Non-Pharmacological:
- Sleep: The foundation of mental health. No treatment works well without adequate sleep.
- Exercise: Strongest non-pharmacological evidence base. Reduces symptoms via neurotransmitter activity and inflammation reduction.
- Calcium supplementation: ~1,000-1,200 mg/day has evidence for PMS and PMDD symptom reduction.
- Reduce alcohol: Especially in the luteal phase. Alcohol worsens mood dysregulation and does not produce the calming effect patients seek.
- CBT: Effective for managing cognitive and behavioral responses to cycle-related mood changes.
- Cycle-informed scheduling: Encourage patients to plan demanding tasks, social commitments, and difficult conversations in the follicular phase when possible.
⚠ Suicide Risk and Cycle-Informed Safety Planning
- Suicidal ideation and attempts are more likely in the late luteal phase (approximately 4 days before menstruation onset).
- If a cycle-related pattern is identified, schedule therapy appointments to align with the highest-risk week.
- Build safety plans proactively. Identify support contacts and give them a heads-up about the anticipated difficult week.
- For patients in substance use recovery, engage sponsors or support networks in advance of the luteal phase.
- Predictability is protective. If we can anticipate the risk, we can plan around it.
🚩 Medical Gaslighting and the 20-Year Diagnostic Gap
- "This is just part of being a woman." Normalizing severe symptoms delays diagnosis and treatment.
- Women are often told hormone levels are normal and therefore nothing is wrong. But PMDD is about sensitivity to normal hormonal changes, not abnormal levels.

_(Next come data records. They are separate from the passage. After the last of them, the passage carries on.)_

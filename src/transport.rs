//! Device access. A transport executes one tagged request at a time; the
//! typed helpers on top of it decode the replies.

use std::collections::{HashMap, HashSet};
use std::fs;
use std::path::Path;

use tracing::{debug, info};

use crate::classifier::{return_status, ReturnStatus};
use crate::codec::errorlog::{ErrorLog, ExtErrorLog};
use crate::codec::identify::Identify;
use crate::codec::logdir::LogDirectory;
use crate::codec::sct::{SctStatus, SctTempHistory};
use crate::codec::selftest::{ExtSelfTestLog, SelectiveLog, SelfTestLog};
use crate::codec::values::{SmartValues, Thresholds};
use crate::codec::{check_sectors, put16, ChecksumPolicy, FirmwareBugs, SECTOR_SIZE};
use crate::error::{Result, SmartError};

// SMART EXECUTE OFF-LINE IMMEDIATE subcommands.
pub const OFFLINE_FULL_SCAN:    u8 = 0x00;
pub const SHORT_SELF_TEST:      u8 = 0x01;
pub const EXTEND_SELF_TEST:     u8 = 0x02;
pub const CONVEYANCE_SELF_TEST: u8 = 0x03;
pub const SELECTIVE_SELF_TEST:  u8 = 0x04;

// Log addresses.
pub const LOG_DIRECTORY:      u8 = 0x00;
pub const LOG_SUMMARY_ERROR:  u8 = 0x01;
pub const LOG_EXT_ERROR:      u8 = 0x03;
pub const LOG_SELF_TEST:      u8 = 0x06;
pub const LOG_EXT_SELF_TEST:  u8 = 0x07;
pub const LOG_SELECTIVE:      u8 = 0x09;
pub const LOG_SCT_STATUS:     u8 = 0xe0;
pub const LOG_SCT_DATA:       u8 = 0xe1;

/// One device command. `gp` selects READ/WRITE LOG EXT instead of the
/// SMART log commands.
#[derive(Debug, Clone, Copy, PartialEq, Eq)]
pub enum Request<'a> {
    Identify,
    ReadValues,
    ReadThresholds,
    ReturnStatus,
    ReadLog { gp: bool, address: u8, page: u16, sectors: u16 },
    WriteLog { gp: bool, address: u8, data: &'a [u8] },
    ExecuteOffline { subcommand: u8 },
}

impl Request<'_> {
    pub fn op_name(&self) -> &'static str {
        match self {
            Request::Identify                       => "IDENTIFY DEVICE",
            Request::ReadValues                     => "SMART READ DATA",
            Request::ReadThresholds                 => "SMART READ THRESHOLDS",
            Request::ReturnStatus                   => "SMART RETURN STATUS",
            Request::ReadLog { gp: false, .. }      => "SMART READ LOG",
            Request::ReadLog { gp: true, .. }       => "READ LOG EXT",
            Request::WriteLog { gp: false, .. }     => "SMART WRITE LOG",
            Request::WriteLog { gp: true, .. }      => "WRITE LOG EXT",
            Request::ExecuteOffline { .. }          => "SMART EXECUTE OFF-LINE IMMEDIATE",
        }
    }
}

/// What came back from the device.
#[derive(Debug, Clone, PartialEq, Eq)]
pub enum Reply {
    Data(Vec<u8>),
    /// LBA mid / LBA high output registers.
    Registers { mid: u8, high: u8 },
    Done,
}

fn unexpected(req: &Request<'_>) -> SmartError {
    SmartError::Transport { op: req.op_name().into(), reason: "unexpected reply".into() }
}

/// A device the monitor can talk to. Implementors provide `execute`;
/// everything else is decoding.
pub trait Transport {
    fn name(&self) -> &str;

    fn execute(&mut self, req: &Request<'_>) -> Result<Reply>;

    fn read_data(&mut self, req: Request<'_>, sectors: usize) -> Result<Vec<u8>> {
        match self.execute(&req)? {
            Reply::Data(d) if d.len() >= sectors * SECTOR_SIZE => Ok(d),
            Reply::Data(d) => Err(SmartError::ShortBuffer {
                what:     req.op_name(),
                len:      d.len(),
                expected: sectors * SECTOR_SIZE,
            }),
            _ => Err(unexpected(&req)),
        }
    }

    fn identify(&mut self) -> Result<Identify> {
        let data = self.read_data(Request::Identify, 1)?;
        Identify::from_bytes(&data)
    }

    fn smart_values(&mut self, policy: ChecksumPolicy) -> Result<SmartValues> {
        let data = self.read_data(Request::ReadValues, 1)?;
        check_sectors(&data[..SECTOR_SIZE], "SMART Attribute Data", policy)?;
        SmartValues::from_page(&data)
    }

    fn thresholds(&mut self, policy: ChecksumPolicy) -> Result<Thresholds> {
        let data = self.read_data(Request::ReadThresholds, 1)?;
        check_sectors(&data[..SECTOR_SIZE], "SMART Attribute Thresholds", policy)?;
        Thresholds::from_page(&data)
    }

    fn return_status(&mut self) -> Result<ReturnStatus> {
        let req = Request::ReturnStatus;
        match self.execute(&req)? {
            Reply::Registers { mid, high } => Ok(return_status(mid, high)),
            _ => Err(unexpected(&req)),
        }
    }

    fn read_log(&mut self, gp: bool, address: u8, page: u16, sectors: u16) -> Result<Vec<u8>> {
        let mut data = self.read_data(Request::ReadLog { gp, address, page, sectors }, sectors as usize)?;
        data.truncate(sectors as usize * SECTOR_SIZE);
        Ok(data)
    }

    fn write_log(&mut self, gp: bool, address: u8, data: &[u8]) -> Result<()> {
        self.execute(&Request::WriteLog { gp, address, data })?;
        Ok(())
    }

    fn log_directory(&mut self, gp: bool) -> Result<LogDirectory> {
        let data = self.read_log(gp, LOG_DIRECTORY, 0, 1)?;
        LogDirectory::from_page(&data, gp)
    }

    fn error_log(&mut self, bugs: FirmwareBugs, policy: ChecksumPolicy) -> Result<ErrorLog> {
        let data = self.read_log(false, LOG_SUMMARY_ERROR, 0, 1)?;
        check_sectors(&data, "SMART Error Log", policy)?;
        ErrorLog::from_page(&data, bugs)
    }

    fn ext_error_log(&mut self, sectors: u16, bugs: FirmwareBugs, policy: ChecksumPolicy) -> Result<ExtErrorLog> {
        let data = self.read_log(true, LOG_EXT_ERROR, 0, sectors.max(1))?;
        check_sectors(&data, "Extended Comprehensive SMART Error Log", policy)?;
        ExtErrorLog::from_sectors(&data, bugs)
    }

    fn self_test_log(&mut self, bugs: FirmwareBugs, policy: ChecksumPolicy) -> Result<SelfTestLog> {
        let data = self.read_log(false, LOG_SELF_TEST, 0, 1)?;
        check_sectors(&data, "SMART Self-Test Log", policy)?;
        SelfTestLog::from_page(&data, bugs)
    }

    fn ext_self_test_log(&mut self, sectors: u16, policy: ChecksumPolicy) -> Result<ExtSelfTestLog> {
        let data = self.read_log(true, LOG_EXT_SELF_TEST, 0, sectors.max(1))?;
        check_sectors(&data, "Extended Self-test Log", policy)?;
        ExtSelfTestLog::from_sectors(&data)
    }

    fn selective_log(&mut self, policy: ChecksumPolicy) -> Result<SelectiveLog> {
        let data = self.read_log(false, LOG_SELECTIVE, 0, 1)?;
        check_sectors(&data, "SMART Selective Self-Test Log", policy)?;
        SelectiveLog::from_page(&data)
    }

    fn write_selective_log(&mut self, log: &SelectiveLog) -> Result<()> {
        self.write_log(false, LOG_SELECTIVE, &log.to_page())
    }

    fn sct_status(&mut self) -> Result<SctStatus> {
        let data = self.read_log(false, LOG_SCT_STATUS, 0, 1)?;
        SctStatus::from_page(&data)
    }

    /// Issue SCT DATA TABLE (read temperature history) and fetch the table.
    fn sct_temp_history(&mut self) -> Result<SctTempHistory> {
        let mut cmd = vec![0u8; SECTOR_SIZE];
        put16(&mut cmd, 0, 5);
        put16(&mut cmd, 2, 1);
        put16(&mut cmd, 4, 2);
        self.write_log(false, LOG_SCT_STATUS, &cmd)?;
        let data = self.read_log(false, LOG_SCT_DATA, 0, 1)?;
        SctTempHistory::from_page(&data)
    }

    fn start_test(&mut self, subcommand: u8) -> Result<()> {
        self.execute(&Request::ExecuteOffline { subcommand })?;
        Ok(())
    }
}

// ── Image transport ──────────────────────────────────────────────────

/// Addressable pages of a captured device.
#[derive(Debug, Clone, Copy, PartialEq, Eq, Hash)]
pub enum Page {
    Identify,
    SmartData,
    Thresholds,
    ReturnStatus,
    Log { gp: bool, address: u8 },
}

impl Page {
    pub fn file_name(&self) -> String {
        match self {
            Page::Identify               => "identify.bin".into(),
            Page::SmartData              => "smart-data.bin".into(),
            Page::Thresholds             => "thresholds.bin".into(),
            Page::ReturnStatus           => "status.bin".into(),
            Page::Log { gp: false, address } => format!("smart-log-{:02x}.bin", address),
            Page::Log { gp: true, address }  => format!("gp-log-{:02x}.bin", address),
        }
    }

    fn from_file_name(name: &str) -> Option<Page> {
        let log = |rest: &str| u8::from_str_radix(rest.strip_suffix(".bin")?, 16).ok();
        match name {
            "identify.bin"   => Some(Page::Identify),
            "smart-data.bin" => Some(Page::SmartData),
            "thresholds.bin" => Some(Page::Thresholds),
            "status.bin"     => Some(Page::ReturnStatus),
            n => {
                if let Some(rest) = n.strip_prefix("smart-log-") {
                    log(rest).map(|address| Page::Log { gp: false, address })
                } else if let Some(rest) = n.strip_prefix("gp-log-") {
                    log(rest).map(|address| Page::Log { gp: true, address })
                } else {
                    None
                }
            }
        }
    }
}

/// Serves a device from captured pages, either loaded from a directory
/// or built in memory. Writes land in memory; test launches are recorded.
#[derive(Debug, Clone, Default)]
pub struct ImageTransport {
    name:    String,
    pages:   HashMap<Page, Vec<u8>>,
    failing: HashSet<&'static str>,
    started: Vec<u8>,
    writes:  Vec<(Page, Vec<u8>)>,
}

impl ImageTransport {
    pub fn new(name: impl Into<String>) -> Self {
        Self { name: name.into(), ..Default::default() }
    }

    /// Load every recognised `*.bin` page file in `dir`.
    pub fn open(name: impl Into<String>, dir: &Path) -> Result<Self> {
        let mut t = Self::new(name);
        let entries = fs::read_dir(dir).map_err(|e| SmartError::File { path: dir.to_path_buf(), source: e })?;
        for entry in entries {
            let path = entry?.path();
            let Some(page) = path.file_name().and_then(|n| n.to_str()).and_then(Page::from_file_name) else {
                continue;
            };
            let data = fs::read(&path).map_err(|e| SmartError::File { path: path.clone(), source: e })?;
            debug!("{}: loaded {} ({} bytes)", t.name, path.display(), data.len());
            t.pages.insert(page, data);
        }
        Ok(t)
    }

    /// Write every page to `dir` using the names `open` understands.
    pub fn save(&self, dir: &Path) -> Result<()> {
        fs::create_dir_all(dir).map_err(|e| SmartError::File { path: dir.to_path_buf(), source: e })?;
        for (page, data) in &self.pages {
            let path = dir.join(page.file_name());
            fs::write(&path, data).map_err(|e| SmartError::File { path, source: e })?;
        }
        Ok(())
    }

    pub fn with_page(mut self, page: Page, data: Vec<u8>) -> Self {
        self.set_page(page, data);
        self
    }

    pub fn set_page(&mut self, page: Page, data: Vec<u8>) {
        self.pages.insert(page, data);
    }

    pub fn page(&self, page: Page) -> Option<&[u8]> {
        self.pages.get(&page).map(Vec::as_slice)
    }

    pub fn set_values(&mut self, values: &SmartValues) {
        self.set_page(Page::SmartData, values.to_page());
    }

    pub fn set_thresholds(&mut self, thresholds: &Thresholds) {
        self.set_page(Page::Thresholds, thresholds.to_page());
    }

    /// Make every request with this operation name fail as an I/O error.
    pub fn fail(&mut self, op: &'static str) {
        self.failing.insert(op);
    }

    pub fn recover(&mut self, op: &'static str) {
        self.failing.remove(op);
    }

    /// Subcommands passed to EXECUTE OFF-LINE IMMEDIATE, oldest first.
    pub fn started_tests(&self) -> &[u8] {
        &self.started
    }

    pub fn writes(&self) -> &[(Page, Vec<u8>)] {
        &self.writes
    }

    fn lookup(&self, page: Page, op: &'static str) -> Result<&[u8]> {
        self.pages
            .get(&page)
            .map(Vec::as_slice)
            .ok_or_else(|| SmartError::NotSupported(op.to_string()))
    }
}
//! Summary and extended comprehensive error log decoding.

use std::fmt;

use tracing::warn;

use super::circular::{CircularView, IndexBase};
use super::commands::{command_name, describe_error, error_state_name, format_milliseconds, ErrorContext, FailingLba};
use super::lifetime;
use crate::codec::errorlog::{CommandRegs, ErrorLog, ExtCommandRegs, ExtErrorLog, ERRORLOG_ENTRIES};
use crate::codec::{FirmwareBug, FirmwareBugs};
use crate::error::{Result, SmartError};

/// One command that preceded (or caused) an error.
#[derive(Debug, Clone, PartialEq, Eq)]
pub struct DecodedCommand {
    pub command:        u8,
    pub features:       u16,
    pub count:          u16,
    pub lba:            u64,
    pub device:         u8,
    pub device_control: u8,
    pub timestamp_ms:   u32,
}

impl DecodedCommand {
    fn from_regs(c: &CommandRegs) -> Self {
        Self {
            command:        c.command,
            features:       c.features as u16,
            count:          c.sector_count as u16,
            lba:            (c.cylinder_high as u64) << 16 | (c.cylinder_low as u64) << 8 | c.sector_number as u64,
            device:         c.drive_head,
            device_control: c.device_control,
            timestamp_ms:   c.timestamp_ms,
        }
    }

    fn from_ext(c: &ExtCommandRegs) -> Self {
        Self {
            command:        c.command,
            features:       (c.features_hi as u16) << 8 | c.features as u16,
            count:          (c.count_hi as u16) << 8 | c.count as u16,
            lba:            c.lba.lba48(0),
            device:         c.device,
            device_control: c.device_control,
            timestamp_ms:   c.timestamp_ms,
        }
    }

    pub fn name(&self) -> &'static str {
        command_name(self.command, self.features as u8)
    }
}

/// One logged error with its synthetic error number.
#[derive(Debug, Clone, PartialEq, Eq)]
pub struct DecodedError {
    pub number:         u32,
    pub lifetime_hours: u16,
    pub state:          u8,
    pub status:         u8,
    pub error:          u8,
    pub lba:            FailingLba,
    pub description:    String,
    /// Failing command first, then the ones before it.
    pub commands:       Vec<DecodedCommand>,
}

impl DecodedError {
    pub fn state_name(&self) -> &'static str {
        error_state_name(self.state)
    }
}

impl fmt::Display for DecodedError {
    fn fmt(&self, f: &mut fmt::Formatter<'_>) -> fmt::Result {
        writeln!(f, "Error {} occurred at disk power-on lifetime: {}", self.number, lifetime(self.lifetime_hours))?;
        writeln!(f, "  When the command that caused the error occurred, the device was {}.", self.state_name())?;
        writeln!(f, "  Status 0x{:02x}, Error 0x{:02x}", self.status, self.error)?;
        if !self.description.is_empty() {
            writeln!(f, "  {}", self.description)?;
        }
        for c in &self.commands {
            writeln!(
                f,
                "  {:02x} {:04x} {:04x} {:012x} {:02x} {:>16}  {}",
                c.command,
                c.features,
                c.count,
                c.lba,
                c.device,
                format_milliseconds(c.timestamp_ms),
                c.name()
            )?;
        }
        Ok(())
    }
}

/// Decoded error log, newest error first.
#[derive(Debug, Clone, Default, PartialEq, Eq)]
pub struct ErrorLogReport {
    /// Lifetime error count reported by the device.
    pub count:    u32,
    pub entries:  Vec<DecodedError>,
    pub warnings: Vec<String>,
}

/// Walk the five-entry summary error log.
pub fn decode_error_log(log: &ErrorLog, bugs: FirmwareBugs, base: IndexBase) -> Result<ErrorLogReport> {
    let mut report = ErrorLogReport { count: log.count as u32, ..Default::default() };
    if log.pointer == 0 {
        return Ok(report);
    }
    if log.pointer as usize > ERRORLOG_ENTRIES {
        return Err(SmartError::decode("SMART error log", format!("invalid error log index {}", log.pointer)));
    }
    let (count, pointer) = (log.count as i32, log.pointer as i32);
    if (count - pointer).rem_euclid(ERRORLOG_ENTRIES as i32) != 0 && !bugs.is_set(FirmwareBug::Samsung2) {
        let w = format!("ATA error count {} inconsistent with error log pointer {}", count, pointer);
        warn!("{}", w);
        report.warnings.push(w);
    }

    let steps = (log.count as usize).min(ERRORLOG_ENTRIES);
    let view = CircularView::new("SMART error log", ERRORLOG_ENTRIES, log.pointer as usize, base, steps)?;
    for (k, slot) in view.enumerate() {
        let entry = &log.entries[slot];
        if entry.is_empty() {
            continue;
        }
        let failed = &entry.commands[4];
        let lba = FailingLba::Lba28(entry.error.lba28());
        let description = describe_error(&ErrorContext {
            command:      failed.command,
            features:     failed.features,
            status:       entry.error.status,
            error:        entry.error.error,
            sector_count: entry.error.sector_count as u16,
            lba,
        });
        report.entries.push(DecodedError {
            number: report.count.saturating_sub(k as u32),
            lifetime_hours: entry.error.timestamp,
            state: entry.error.state,
            status: entry.error.status,
            error: entry.error.error,
            lba,
            description,
            commands: entry.commands.iter().rev().filter(|c| !c.is_empty()).map(DecodedCommand::from_regs).collect(),
        });
    }
    Ok(report)
}

/// Walk the multi-sector extended comprehensive error log.
pub fn decode_ext_error_log(log: &ExtErrorLog, base: IndexBase) -> Result<ErrorLogReport> {
    let mut report = ErrorLogReport { count: log.device_error_count as u32, ..Default::default() };
    if log.device_error_count == 0 {
        return Ok(report);
    }
    let nentries = log.entries.len();
    let in_range = |i: usize| (1..=nentries).contains(&i);

    let mut index = log.index as usize;
    if base == IndexBase::One && !in_range(index) {
        if index == 0 && in_range(log.reserved1 as usize) {
            let w = format!("log index is 0, using reserved byte instead ({})", log.reserved1);
            warn!("extended error log: {}", w);
            report.warnings.push(w);
            index = log.reserved1 as usize;
        } else {
            return Err(SmartError::decode("extended error log", format!("invalid error log index {}", index)));
        }
    }

    let steps = (log.device_error_count as usize).min(nentries);
    let view = CircularView::new("extended error log", nentries, index, base, steps)?;
    for (k, slot) in view.enumerate() {
        let entry = &log.entries[slot];
        if entry.is_empty() {
            continue;
        }
        let failed = &entry.commands[4];
        let lba = FailingLba::Lba48(entry.error.lba48());
        let description = describe_error(&ErrorContext {
            command:      failed.command,
            features:     failed.features,
            status:       entry.error.status,
            error:        entry.error.error,
            sector_count: entry.error.count16(),
            lba,
        });
        report.entries.push(DecodedError {
            number: report.count.saturating_sub(k as u32),
            lifetime_hours: entry.error.timestamp,
            state: entry.error.state,
            status: entry.error.status,
            error: entry.error.error,
            lba,
            description,
            commands: entry.commands.iter().rev().filter(|c| !c.is_empty()).map(DecodedCommand::from_ext).collect(),
        });
    }
    Ok(report)
}

/// Lifetime error count from whichever logs are available; the larger
/// wins. Either count is only trusted when its log has an index.
pub fn ata_error_count(summary: Option<&ErrorLog>, extended: Option<&ExtErrorLog>) -> u32 {
    let legacy = summary.filter(|l| l.pointer != 0).map(|l| l.count as u32).unwrap_or(0);
    let ext = extended
        .filter(|l| l.index != 0 || l.reserved1 != 0)
        .map(|l| l.device_error_count as u32)
        .unwrap_or(0);
    legacy.max(ext)
}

- Symptoms beginning in adolescence are frequently dismissed or attributed to personality, stress, or anxiety.
- Siloed care (OB/GYN, psychiatry, primary care) means no one specialty takes ownership of the hormone-mood connection.
- Only ~40% of U.S. psychiatry residency directors consider reproductive psychiatry important enough to include in training.
- Closing the gap requires asking about cycles, validating symptoms, and integrating tracking into routine care across all specialties.
✅ Do This Next
- Start asking patients about their menstrual cycle as part of every mental health intake, not just to rule out pregnancy.
- Introduce prospective cycle tracking at the first visit. Even just the first day of menstruation is a meaningful starting point.
- Familiarize yourself with the DRSP (Daily Record of Severity of Problems) and how to interpret it against DSM-5 PMDD criteria.
- Review your current patients with treatment-resistant depression, bipolar 2, or ADHD through a cycle-informed lens.
- Counsel patients on luteal-phase lifestyle adjustments: sleep, alcohol reduction, exercise, and realistic scheduling.
🧠 Clinical Terminology Toolkit
- Follicular Phase: Days 1-13 of the cycle. Estrogen rises, supporting serotonin and dopamine activity. Associated with improved mood, energy, and cognition.
- Luteal Phase: Days 15-28. Progesterone rises then drops sharply. The highest-risk window for PMS, PMDD, and PME symptoms.
- Allopregnanolone: A metabolite of progesterone that normally produces a calming GABA effect. In PMDD, this response is paradoxical, causing anxiety and dysphoria instead.
- DRSP: Daily Record of Severity of Problems. The gold standard prospective tracking tool, aligned with DSM-5 PMDD criteria.
- PME: Premenstrual Exacerbation. A predictable worsening of an existing psychiatric condition during the premenstrual period.
- Luteal-Phase Dosing: Prescribing SSRIs only during the second half of the cycle for PMDD. Effective within 1-2 days due to GABA normalization rather than serotonin upregulation.
- Neurobiological Sensitivity: The mechanism underlying PMDD. Hormone levels are normal; the individual’s brain responds more intensely to normal hormonal fluctuations.